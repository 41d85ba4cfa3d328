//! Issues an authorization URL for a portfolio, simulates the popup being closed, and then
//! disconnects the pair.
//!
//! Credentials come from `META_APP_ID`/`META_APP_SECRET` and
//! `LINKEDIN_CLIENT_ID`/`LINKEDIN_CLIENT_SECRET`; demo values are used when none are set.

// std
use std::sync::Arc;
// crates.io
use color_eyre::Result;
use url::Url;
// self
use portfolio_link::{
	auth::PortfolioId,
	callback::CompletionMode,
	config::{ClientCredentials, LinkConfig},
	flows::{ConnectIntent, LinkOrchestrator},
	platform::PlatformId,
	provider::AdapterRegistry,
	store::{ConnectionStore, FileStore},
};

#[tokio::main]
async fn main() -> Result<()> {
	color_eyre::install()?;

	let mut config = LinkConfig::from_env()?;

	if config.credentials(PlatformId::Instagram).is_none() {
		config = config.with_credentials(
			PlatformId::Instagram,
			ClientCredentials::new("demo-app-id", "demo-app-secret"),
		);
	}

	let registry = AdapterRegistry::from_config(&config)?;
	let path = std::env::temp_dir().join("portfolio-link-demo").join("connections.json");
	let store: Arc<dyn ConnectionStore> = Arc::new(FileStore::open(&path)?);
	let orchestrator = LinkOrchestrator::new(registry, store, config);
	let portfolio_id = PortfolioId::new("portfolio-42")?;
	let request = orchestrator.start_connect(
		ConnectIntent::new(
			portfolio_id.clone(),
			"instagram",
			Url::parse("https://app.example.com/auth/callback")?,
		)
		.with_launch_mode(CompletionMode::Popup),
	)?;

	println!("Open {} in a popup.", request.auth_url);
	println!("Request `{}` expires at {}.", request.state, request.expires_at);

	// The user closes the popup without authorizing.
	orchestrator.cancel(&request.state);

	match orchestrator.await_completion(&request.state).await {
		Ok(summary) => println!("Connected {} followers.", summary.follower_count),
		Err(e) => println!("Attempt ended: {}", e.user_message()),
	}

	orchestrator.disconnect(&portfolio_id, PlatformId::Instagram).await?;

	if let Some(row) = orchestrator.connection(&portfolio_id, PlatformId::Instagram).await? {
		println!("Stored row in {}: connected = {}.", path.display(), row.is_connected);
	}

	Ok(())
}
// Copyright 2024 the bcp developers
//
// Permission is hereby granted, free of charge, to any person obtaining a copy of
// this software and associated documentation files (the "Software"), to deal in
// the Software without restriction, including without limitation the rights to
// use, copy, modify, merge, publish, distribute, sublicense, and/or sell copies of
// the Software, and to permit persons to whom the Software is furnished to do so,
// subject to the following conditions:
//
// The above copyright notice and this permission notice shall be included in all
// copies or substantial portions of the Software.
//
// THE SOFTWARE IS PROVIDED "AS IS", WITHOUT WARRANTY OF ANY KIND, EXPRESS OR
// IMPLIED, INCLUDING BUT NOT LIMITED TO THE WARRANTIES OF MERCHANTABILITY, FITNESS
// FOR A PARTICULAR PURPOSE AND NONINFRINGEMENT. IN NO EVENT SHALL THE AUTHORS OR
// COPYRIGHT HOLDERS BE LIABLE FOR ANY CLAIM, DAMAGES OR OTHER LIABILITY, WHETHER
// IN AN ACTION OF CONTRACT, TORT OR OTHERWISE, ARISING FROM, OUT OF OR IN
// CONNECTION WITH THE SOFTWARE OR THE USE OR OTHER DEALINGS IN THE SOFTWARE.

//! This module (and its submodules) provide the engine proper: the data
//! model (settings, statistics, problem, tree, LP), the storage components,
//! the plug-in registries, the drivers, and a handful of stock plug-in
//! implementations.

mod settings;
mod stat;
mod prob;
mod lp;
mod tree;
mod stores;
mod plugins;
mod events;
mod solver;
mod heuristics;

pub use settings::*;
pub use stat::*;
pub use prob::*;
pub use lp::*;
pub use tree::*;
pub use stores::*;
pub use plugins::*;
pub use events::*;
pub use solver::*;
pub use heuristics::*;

> WHAT YOU SHOULD DO
State the number of lines in the listing that include the word "ConnectionStore", without any other text.

> REPLY TO THE EXERCISE
2